Cycles and Opportunities

Action produces action, as protest events tend indeed to cluster in time. As Beissinger observed, in his analysis of the nationalist conflicts that developed with the breakdown of the Soviet Union, in order to understand protest one has to consider that “events and the contention over identity which they represent are not distributed randomly over time and space. Their appearance is structured both temporally and spatially.”20 So, protests come in chains, series, waves, cycles, and tides “forming a punctuated history of heightened challenges and relative stability.”21 This means that events are “linked sequentially to one another across time and space in numerous ways: in the narrative of the struggles that accompany them, in the altered expectations that they generate about subsequent possibilities to contest; in the changes that they evoke in the behavior of those forces that uphold a given order, and in the transformed landscape if meaning that events at times fashion.”22 In Beissinger’s words, waves of protest, as “modular phenomenon,” proceeds as “increasing number of groups with less conducive structural preconditions are drawn into action as a result of the influence of the prior successful example of others.”23
Similarly, cycles of protest have been defined as phases of heightened contention that develop across the social and political system.

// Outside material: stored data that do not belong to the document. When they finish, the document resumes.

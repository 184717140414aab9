//! Shared startup code for the `tftp_server` and `tftp_client` binaries.

use std::io::BufRead;

use tokio_util::sync::CancellationToken;
use tracing::info;
use tracing_subscriber::EnvFilter;

/// Line an operator types on stdin to stop the server
pub const END_SERVER: &str = "END_SERVER";

/// Initialize logging from `RUST_LOG`, defaulting to `info`
pub fn init_logging() {
    let filter = EnvFilter::try_from_default_env().unwrap_or_else(|_| EnvFilter::new("info"));
    tracing_subscriber::fmt()
        .with_env_filter(filter)
        .with_target(false)
        .init();
}

/// Cancel `shutdown` when the operator types [`END_SERVER`] or presses Ctrl-C.
///
/// Stdin is read on a plain thread so a pending read never holds up exit.
pub fn watch_for_shutdown(shutdown: CancellationToken) {
    let console = shutdown.clone();
    std::thread::spawn(move || {
        for line in std::io::stdin().lock().lines() {
            match line {
                Ok(line) if is_end_command(&line) => {
                    info!("{} received, shutting down", END_SERVER);
                    console.cancel();
                    return;
                }
                Ok(_) => {}
                Err(_) => return,
            }
        }
    });

    tokio::spawn(async move {
        if tokio::signal::ctrl_c().await.is_ok() {
            info!("Interrupted, shutting down");
            shutdown.cancel();
        }
    });
}

fn is_end_command(line: &str) -> bool {
    line.trim() == END_SERVER
}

As Tarrow notes, they include “a rapid diffusion of collective action from more mobilized to less mobilized sectors; a quickened pace of innovation in the forms of contention; new or transformed collective action frames; a combination of organized and unorganized participation; and sequences of intensified inter-actions between challengers and authorities which can end in reform, repression and sometimes revolution.”24
As economic cycles, also protest cycles are expected to...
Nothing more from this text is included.